Il ne faut pas sous estimer cependant l'impact psychologique que pourraient avoir certaines mesures. Pour ne prendre qu'un seul exemple, l'ouverture, dans les Mairies, les Sous-préfectures, les Préfectures, les Bureaux des diverses administrations de l'Etat, des Collectivités, des Entreprises Nationales, de guichets d'accueil d'un style nouveau.

Où, dans un cadre agréable et fleuri, une hôtesse personnalisée par un badge à son nom, s'informerait, courtoise et souriante, du problème du visiteur, pour aussitôt, d'un coup de fil ou en utilisant les services de banques de données administratives donner le renseignement juste, aiguiller sur le bureau responsable ; indiquer, par écrit, l'adresse, le numéro de téléphone ; remettre le formulaire, en donnant toutes indications utiles pour le remplir.

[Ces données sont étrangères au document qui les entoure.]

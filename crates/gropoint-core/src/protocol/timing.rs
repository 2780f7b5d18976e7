//! Clock and delay collaborators
//!
//! The protocol engine never reads the wall clock or sleeps directly; it asks
//! an injected [`Clock`] and [`Sleeper`]. Tests substitute virtual time.

use std::time::{Duration, Instant};

/// Monotonic millisecond clock
pub trait Clock: Send + Sync {
    /// Milliseconds since an arbitrary fixed origin. Never goes backwards.
    fn now_millis(&self) -> u64;
}

/// Blocking delay
pub trait Sleeper: Send + Sync {
    /// Block for at least `millis` milliseconds
    fn sleep(&self, millis: u64);
}

/// Any `Fn(u64)` can stand in as a sleeper
impl<F> Sleeper for F
where
    F: Fn(u64) + Send + Sync,
{
    fn sleep(&self, millis: u64) {
        self(millis)
    }
}

/// [`Clock`] backed by [`Instant`]
#[derive(Debug, Clone, Copy)]
pub struct SystemClock {
    origin: Instant,
}

impl SystemClock {
    /// Clock whose origin is now
    pub fn new() -> Self {
        Self {
            origin: Instant::now(),
        }
    }
}

impl Default for SystemClock {
    fn default() -> Self {
        Self::new()
    }
}

impl Clock for SystemClock {
    fn now_millis(&self) -> u64 {
        self.origin.elapsed().as_millis() as u64
    }
}

/// [`Sleeper`] backed by [`std::thread::sleep`]
#[derive(Debug, Clone, Copy, Default)]
pub struct ThreadSleeper;

impl Sleeper for ThreadSleeper {
    fn sleep(&self, millis: u64) {
        std::thread::sleep(Duration::from_millis(millis));
    }
}
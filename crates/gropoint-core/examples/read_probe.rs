//! GroPoint Probe Reader
//!
//! Discovers the probe on a serial port (or the built-in simulator), prints its
//! identification and one moisture and temperature reading.
//!
//! Usage:
//!   cargo run --example read_probe -- [OPTIONS] [PORT]
//!
//! Options:
//!   --port PORT       Serial port (default: /dev/ttyUSB0)
//!   --baud RATE       Baud rate (default: 1200)
//!   --address ADDR    Skip discovery and use this address
//!   --sim             Talk to the simulated probe instead of a port
//!   --trace           Mirror bus traffic to stderr
//!
//! Set RUST_LOG=gropoint_core=debug for protocol logging.

use anyhow::{bail, Context, Result};
use gropoint_core::prelude::*;
use gropoint_core::protocol::WriterSink;

fn main() -> Result<()> {
    tracing_subscriber::fmt()
        .with_env_filter(tracing_subscriber::EnvFilter::from_default_env())
        .init();

    let args: Vec<String> = std::env::args().collect();

    let mut config = SerialConfig::new("/dev/ttyUSB0");
    let mut address: Option<char> = None;
    let mut simulate = false;
    let mut trace = false;

    let mut i = 1;
    while i < args.len() {
        match args[i].as_str() {
            "--port" | "-p" => {
                i += 1;
                config.port_name = args.get(i).context("--port needs a value")?.clone();
            }
            "--baud" | "-b" => {
                i += 1;
                config.baud_rate = args
                    .get(i)
                    .context("--baud needs a value")?
                    .parse()
                    .context("invalid baud rate")?;
            }
            "--address" | "-a" => {
                i += 1;
                let value = args.get(i).context("--address needs a value")?;
                let mut chars = value.chars();
                match (chars.next(), chars.next()) {
                    (Some(c), None) => address = Some(c),
                    _ => bail!("address must be a single character, got {:?}", value),
                }
            }
            "--sim" => simulate = true,
            "--trace" => trace = true,
            "--help" | "-h" => {
                print_help();
                return Ok(());
            }
            arg if !arg.starts_with('-') => config.port_name = arg.to_string(),
            other => eprintln!("Unknown option: {}", other),
        }
        i += 1;
    }

    let transport: Box<dyn Transport> = if simulate {
        println!("Using simulated probe");
        Box::new(SimulatedProbe::new('0'))
    } else {
        println!("Using {} at {} baud", config.port_name, config.baud_rate);
        Box::new(SerialTransport::new(config))
    };

    let mut device = Device::new(transport);
    if trace {
        device.set_diagnostics(Some(Box::new(WriterSink::new(std::io::stderr()))));
    }

    match address {
        Some(addr) => device.set_address(addr)?,
        None => match device.discover_address()? {
            Some(found) => println!("Found probe at address '{}'", found),
            None => bail!("no probe answered the address query"),
        },
    }

    let info = device.query_info()?;
    println!("Identification: {}", if info.is_empty() { "<none>" } else { info.as_str() });

    for kind in [MeasurementKind::Moisture, MeasurementKind::Temperature] {
        let mut values = [0.0f32; 9];
        match device.measure(kind, &mut values) {
            Ok(n) => println!("{:<12} {:?}", kind.to_string(), &values[..n]),
            Err(e) => println!("{:<12} failed ({}): {}", kind.to_string(), e.code(), e),
        }
    }

    Ok(())
}

fn print_help() {
    println!("read_probe - read a GroPoint probe over SDI-12");
    println!();
    println!("USAGE: read_probe [OPTIONS] [PORT]");
    println!();
    println!("  --port PORT       Serial port (default: /dev/ttyUSB0)");
    println!("  --baud RATE       Baud rate (default: 1200)");
    println!("  --address ADDR    Skip discovery and use this address");
    println!("  --sim             Talk to the simulated probe");
    println!("  --trace           Mirror bus traffic to stderr");
    println!();
    println!("Available ports:");
    for port in gropoint_core::protocol::list_ports() {
        println!("  {} {}", port.name, port.product.as_deref().unwrap_or(""));
    }
}
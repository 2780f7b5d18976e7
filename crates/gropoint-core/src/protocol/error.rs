//! Protocol errors

use thiserror::Error;

/// Errors that can occur while talking to a probe
#[derive(Error, Debug)]
pub enum ProtocolError {
    /// Measurement destination has no room
    #[error("Invalid arguments: destination buffer is empty")]
    InvalidArguments,

    /// Start reply came from another address, or not at all
    #[error("Address mismatch: expected '{expected}', got {actual:?}")]
    AddressMismatch {
        /// Address the command was sent to
        expected: char,
        /// Leading byte of the reply, if any
        actual: Option<char>,
    },

    /// Data reply never arrived
    #[error("Empty response from probe")]
    EmptyResponse,

    /// Start reply whose wait or count fields are not digits
    #[error("Malformed measurement window: {0:?}")]
    MalformedWindow(String),

    /// Address outside 0-9, A-Z, a-z
    #[error("Invalid address '{0}': must be 0-9, A-Z or a-z")]
    InvalidAddress(char),

    /// Transport used before it was opened
    #[error("Bus is not open")]
    NotOpen,

    /// Serial driver failure
    #[error("Serial port error: {0}")]
    SerialError(String),

    /// Transport I/O failure
    #[error("I/O error: {0}")]
    IoError(#[from] std::io::Error),
}

impl ProtocolError {
    /// Integer code used by firmware-style callers.
    ///
    /// Invalid arguments and address mismatches share `-1`, an empty data
    /// reply is `-2`, an unreadable wait window is `-3` and anything coming
    /// from the transport itself is `-4`.
    pub fn code(&self) -> i32 {
        match self {
            ProtocolError::InvalidArguments
            | ProtocolError::AddressMismatch { .. }
            | ProtocolError::InvalidAddress(_) => -1,
            ProtocolError::EmptyResponse => -2,
            ProtocolError::MalformedWindow(_) => -3,
            ProtocolError::NotOpen
            | ProtocolError::SerialError(_)
            | ProtocolError::IoError(_) => -4,
        }
    }
}
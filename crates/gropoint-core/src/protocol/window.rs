//! Measurement window
//!
//! Reply to a start-measurement command: `atttn`
//!  - `a`   responding address
//!  - `ttt` seconds until the values are ready (000-999)
//!  - `n`   number of values that will be returned (0-9)

use super::ProtocolError;

/// Parsed `atttn` start reply
#[derive(Debug, Clone, Copy, PartialEq, Eq)]
pub struct MeasurementWindow {
    /// Responding address
    pub address: char,
    /// Seconds until the values are ready
    pub wait_seconds: u16,
    /// Number of values the probe will return
    pub value_count: u8,
}

impl MeasurementWindow {
    /// Length of an `atttn` reply
    pub const LEN: usize = 5;

    /// Parse the fixed-offset fields of a start reply.
    ///
    /// Every position must hold a digit; anything else is rejected instead of
    /// being turned into a bogus wait time. Bytes past the fifth are ignored.
    pub fn parse(frame: &[u8]) -> Result<Self, ProtocolError> {
        let malformed = || ProtocolError::MalformedWindow(String::from_utf8_lossy(frame).into_owned());

        if frame.len() < Self::LEN {
            return Err(malformed());
        }

        let digits = &frame[1..Self::LEN];
        if !digits.iter().all(u8::is_ascii_digit) {
            return Err(malformed());
        }

        let wait_seconds = digits[..3]
            .iter()
            .fold(0u16, |acc, d| acc * 10 + u16::from(d - b'0'));
        let value_count = digits[3] - b'0';

        Ok(Self {
            address: frame[0] as char,
            wait_seconds,
            value_count,
        })
    }

    /// Timeout for the service-request read that covers the wait
    pub fn wait_timeout_ms(&self) -> u64 {
        u64::from(self.wait_seconds) * 1000
    }
}
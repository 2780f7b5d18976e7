//! Protocol commands
//!
//! Defines the commands a GroPoint probe understands.

use serde::{Deserialize, Serialize};

/// Commands sent to the probe, without address prefix or `!` terminator
#[derive(Debug, Clone, Copy, PartialEq, Eq, Serialize, Deserialize)]
pub enum Command {
    /// Ask whoever is on the bus for its address (`?`)
    AddressQuery,

    /// Send identification (`I`)
    Identify,

    /// Start a measurement (`M` or `M1`..`M9`)
    StartMeasurement {
        /// Measurement set, `None` for the primary `M`
        index: Option<u8>,
    },

    /// Send data buffer `n` (`D0`..`D9`)
    SendData {
        /// Data buffer number
        index: u8,
    },
}

impl Command {
    /// ASCII body of the command as it appears on the wire
    pub fn body(&self) -> String {
        match self {
            Command::AddressQuery => "?".to_string(),
            Command::Identify => "I".to_string(),
            Command::StartMeasurement { index: None } => "M".to_string(),
            Command::StartMeasurement { index: Some(n) } => format!("M{}", n),
            Command::SendData { index } => format!("D{}", index),
        }
    }

    /// Whether the command goes out prefixed with the probe address.
    /// Only the address query is broadcast.
    pub fn is_addressed(&self) -> bool {
        !matches!(self, Command::AddressQuery)
    }
}

/// Which set of sensors a measurement reads
#[derive(Debug, Clone, Copy, PartialEq, Eq, Hash, Serialize, Deserialize)]
#[serde(rename_all = "lowercase")]
pub enum MeasurementKind {
    /// Soil moisture, one value per segment (`M`)
    Moisture,
    /// Soil temperature, one value per thermistor (`M1`)
    Temperature,
}

impl MeasurementKind {
    /// Command that starts this measurement
    pub fn start_command(&self) -> Command {
        match self {
            MeasurementKind::Moisture => Command::StartMeasurement { index: None },
            MeasurementKind::Temperature => Command::StartMeasurement { index: Some(1) },
        }
    }

    /// Command that fetches the values once the wait window has passed
    pub fn collect_command(&self) -> Command {
        Command::SendData { index: 0 }
    }
}

impl std::fmt::Display for MeasurementKind {
    fn fmt(&self, f: &mut std::fmt::Formatter<'_>) -> std::fmt::Result {
        match self {
            MeasurementKind::Moisture => write!(f, "moisture"),
            MeasurementKind::Temperature => write!(f, "temperature"),
        }
    }
}
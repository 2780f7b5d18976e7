//! Bus transport
//!
//! The seam between the protocol engine and whatever carries the bytes.

use std::io;

/// The physical bus a probe hangs off.
///
/// Implementations own the wire: they open and release it, push command
/// bytes out and hand back received bytes one at a time without blocking.
/// Break signalling and bit timing are the implementation's business.
pub trait Transport {
    /// Acquire the bus (open the port, enable the transceiver, ...)
    fn open(&mut self) -> io::Result<()>;

    /// Release the bus
    fn close(&mut self) -> io::Result<()>;

    /// Transmit a complete command line
    fn send_raw(&mut self, bytes: &[u8]) -> io::Result<()>;

    /// Block until everything passed to `send_raw` has left the controller
    fn flush(&mut self) -> io::Result<()>;

    /// Take one received byte, or `None` if nothing is waiting right now
    fn read_byte(&mut self) -> io::Result<Option<u8>>;
}

impl<T: Transport + ?Sized> Transport for &mut T {
    fn open(&mut self) -> io::Result<()> {
        (**self).open()
    }

    fn close(&mut self) -> io::Result<()> {
        (**self).close()
    }

    fn send_raw(&mut self, bytes: &[u8]) -> io::Result<()> {
        (**self).send_raw(bytes)
    }

    fn flush(&mut self) -> io::Result<()> {
        (**self).flush()
    }

    fn read_byte(&mut self) -> io::Result<Option<u8>> {
        (**self).read_byte()
    }
}

impl<T: Transport + ?Sized> Transport for Box<T> {
    fn open(&mut self) -> io::Result<()> {
        (**self).open()
    }

    fn close(&mut self) -> io::Result<()> {
        (**self).close()
    }

    fn send_raw(&mut self, bytes: &[u8]) -> io::Result<()> {
        (**self).send_raw(bytes)
    }

    fn flush(&mut self) -> io::Result<()> {
        (**self).flush()
    }

    fn read_byte(&mut self) -> io::Result<Option<u8>> {
        (**self).read_byte()
    }
}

Ce n'est pas une utopie... Cela existe, mais reste encore l'exception.

Quel changement dans le caractère des rapports engagés, et quelles chances de désamorcer les conflits, si de telles conditions étaient partout remplies !

La décentralisation favorisera-t-elle ce rapprochement entre Administration et Administrés ? Sans doute, si s'engage simultanément cet effort réciproque de compréhension.

Le Médiateur, pour sa part, apportera en chaque circonstance sa contribution à l'indispensable prise de conscience, pour chacun, de ses devoirs de citoyen.

Ce que l'on a appelé la nouvelle citoyenneté, n'est-ce pas la prise en main lucide de notre avenir commun ?

N'est-ce pas la reconnaissance de notre propre responsabilité -et non pas la dénonciation de la responsabilité du voisin- dans la construction de cet avenir ?

Au-delà des divergences sur les moyens, il peut y avoir communauté de vues sur les buts.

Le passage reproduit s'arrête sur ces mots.